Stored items
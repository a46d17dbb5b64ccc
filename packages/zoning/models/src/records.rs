//! Normalized regulation records and the per-plot constraint bundle.

use std::cmp::Ordering;
use std::collections::BTreeMap;

use serde::{Deserialize, Serialize};

use crate::{ConstraintKind, LayerId, PlotId, UseType, ZoneId};

/// Highest storey a regulation may name or a plot may be permitted.
pub const MAX_STOREYS: u32 = 200;

/// A constraint tied to one zone of one layer.
#[derive(Debug, Clone, PartialEq, Serialize, Deserialize)]
pub struct AreaRegulationRecord {
    /// Layer the zone belongs to.
    pub layer: LayerId,
    /// Zone the constraint applies to.
    pub zone: ZoneId,
    /// Constraint kind (always area-based).
    pub kind: ConstraintKind,
    /// Normalized, finite, non-negative value in the kind's unit.
    pub value: f64,
}

impl AreaRegulationRecord {
    /// Canonical ordering: layer, zone, kind, then value.
    #[must_use]
    pub fn canonical_cmp(&self, other: &Self) -> Ordering {
        (&self.layer, &self.zone, self.kind)
            .cmp(&(&other.layer, &other.zone, other.kind))
            .then_with(|| self.value.total_cmp(&other.value))
    }
}

/// A floor-area allocation tied to a use type and one storey.
#[derive(Debug, Clone, PartialEq, Serialize, Deserialize)]
pub struct TypeRegulationRecord {
    /// Use type the allocation applies to.
    pub use_type: UseType,
    /// One-based storey number.
    pub storey: u32,
    /// [`ConstraintKind::StoreyFloorArea`] or [`ConstraintKind::StoreyCoverage`].
    pub kind: ConstraintKind,
    /// Normalized value in the kind's unit.
    pub value: f64,
    /// The allocation also applies to every storey above `storey`.
    pub open_ended: bool,
}

impl TypeRegulationRecord {
    /// Canonical ordering: use type, storey, kind, open-endedness, value.
    #[must_use]
    pub fn canonical_cmp(&self, other: &Self) -> Ordering {
        (&self.use_type, self.storey, self.kind, self.open_ended)
            .cmp(&(&other.use_type, other.storey, other.kind, other.open_ended))
            .then_with(|| self.value.total_cmp(&other.value))
    }
}

/// Every constraint attached to one plot by the regulation linker.
#[derive(Debug, Clone, PartialEq, Serialize, Deserialize)]
pub struct PlotConstraintBundle {
    /// Plot the bundle belongs to.
    pub plot: PlotId,
    /// Master plan zone type of the plot.
    pub zone_type: Option<String>,
    /// Plot use type the type-based join used.
    pub use_type: Option<UseType>,
    /// Site area in square metres.
    pub site_area: f64,
    /// Area-based records, in canonical order.
    pub area_records: Vec<AreaRegulationRecord>,
    /// Type-based records, in canonical order.
    pub type_records: Vec<TypeRegulationRecord>,
    /// Layers with a dominant zone but no matching regulation record.
    pub absent_layers: Vec<LayerId>,
    /// Layers whose overlay could not be resolved for this plot.
    pub unresolved_layers: Vec<LayerId>,
}

impl PlotConstraintBundle {
    /// Whether no constraint of any kind is attached.
    #[must_use]
    pub fn is_empty(&self) -> bool {
        self.area_records.is_empty() && self.type_records.is_empty()
    }

    /// Values attached for `kind` from area-based records.
    pub fn area_values(&self, kind: ConstraintKind) -> impl Iterator<Item = f64> + '_ {
        self.area_records
            .iter()
            .filter(move |r| r.kind == kind)
            .map(|r| r.value)
    }

    /// The most restrictive (smallest) value attached for `kind`.
    #[must_use]
    pub fn most_restrictive(&self, kind: ConstraintKind) -> Option<f64> {
        self.area_values(kind).min_by(f64::total_cmp)
    }
}

/// Constraint bundles of every plot, ordered by plot identifier.
#[derive(Debug, Clone, Default, PartialEq, Serialize, Deserialize)]
pub struct PlotConstraintBundleSet {
    bundles: BTreeMap<PlotId, PlotConstraintBundle>,
}

impl PlotConstraintBundleSet {
    /// Builds a set from bundles; a later bundle for the same plot wins.
    #[must_use]
    pub fn from_bundles(bundles: impl IntoIterator<Item = PlotConstraintBundle>) -> Self {
        Self {
            bundles: bundles.into_iter().map(|b| (b.plot.clone(), b)).collect(),
        }
    }

    /// Bundle of one plot.
    #[must_use]
    pub fn get(&self, plot: &PlotId) -> Option<&PlotConstraintBundle> {
        self.bundles.get(plot)
    }

    /// Mutable bundle of one plot.
    pub fn get_mut(&mut self, plot: &PlotId) -> Option<&mut PlotConstraintBundle> {
        self.bundles.get_mut(plot)
    }

    /// Iterates bundles in plot order.
    pub fn iter(&self) -> impl Iterator<Item = &PlotConstraintBundle> {
        self.bundles.values()
    }

    /// Number of plots.
    #[must_use]
    pub fn len(&self) -> usize {
        self.bundles.len()
    }

    /// Whether the set is empty.
    #[must_use]
    pub fn is_empty(&self) -> bool {
        self.bundles.is_empty()
    }
}
//! CSV regulation tables.

use std::io::Read;
use std::path::Path;

use plot_gfa_regulation::RawTable;

use crate::{IngestError, io_error};

/// Reads a CSV file into a [`RawTable`] named after the file stem.
///
/// # Errors
///
/// Returns [`IngestError`] if the file cannot be opened, is not valid CSV,
/// or has rows with a different number of cells than the header.
pub fn read_table(path: &Path) -> Result<RawTable, IngestError> {
    let file = std::fs::File::open(path).map_err(io_error(path))?;
    let name = path
        .file_stem()
        .map_or_else(|| path.display().to_string(), |s| s.to_string_lossy().into_owned());

    let table = parse_table(&name, file)?;
    log::info!(
        "Read table '{}' from {}: {} rows, {} columns",
        table.name,
        path.display(),
        table.rows.len(),
        table.headers.len()
    );
    Ok(table)
}

/// Parses CSV from `reader`. Headers and cells are trimmed; blank lines
/// are skipped.
///
/// # Errors
///
/// Returns [`IngestError`] if the input is not valid CSV or a row has a
/// different number of cells than the header.
pub fn parse_table(name: &str, reader: impl Read) -> Result<RawTable, IngestError> {
    let mut reader = csv::ReaderBuilder::new()
        .flexible(true)
        .trim(csv::Trim::All)
        .from_reader(reader);

    let headers: Vec<String> = reader.headers()?.iter().map(str::to_owned).collect();
    let mut table = RawTable::new(name, headers);

    for record in reader.records() {
        let record = record?;
        if record.iter().all(str::is_empty) {
            continue;
        }
        table.rows.push(record.iter().map(str::to_owned).collect());
    }

    table.check_shape()?;
    Ok(table)
}

#[cfg(test)]
mod tests {
    use super::*;

    #[test]
    fn reads_trimmed_cells_and_skips_blank_rows() {
        let csv = "Layer , Zone, GPR\nheight, h1 , 2.8\n,,\ncentral,c1;c2,\n";
        let table = parse_table("area", csv.as_bytes()).unwrap();

        assert_eq!(table.name, "area");
        assert_eq!(table.headers, ["Layer", "Zone", "GPR"]);
        assert_eq!(table.rows.len(), 2);
        assert_eq!(table.rows[0], ["height", "h1", "2.8"]);
        assert_eq!(table.rows[1], ["central", "c1;c2", ""]);
    }

    #[test]
    fn ragged_rows_fail() {
        let csv = "a,b\n1,2\n3\n";
        assert!(matches!(
            parse_table("t", csv.as_bytes()),
            Err(IngestError::Table(_))
        ));
    }
}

● Work to be completed:
Across the data, pull every line containing the string "impl".

● Answer space:
impl AreaRegulationRecord {
impl TypeRegulationRecord {
impl PlotConstraintBundle {
    pub fn area_values(&self, kind: ConstraintKind) -> impl Iterator<Item = f64> + '_ {
impl PlotConstraintBundleSet {
    pub fn from_bundles(bundles: impl IntoIterator<Item = PlotConstraintBundle>) -> Self {
    pub fn iter(&self) -> impl Iterator<Item = &PlotConstraintBundle> {
pub fn parse_table(name: &str, reader: impl Read) -> Result<RawTable, IngestError> {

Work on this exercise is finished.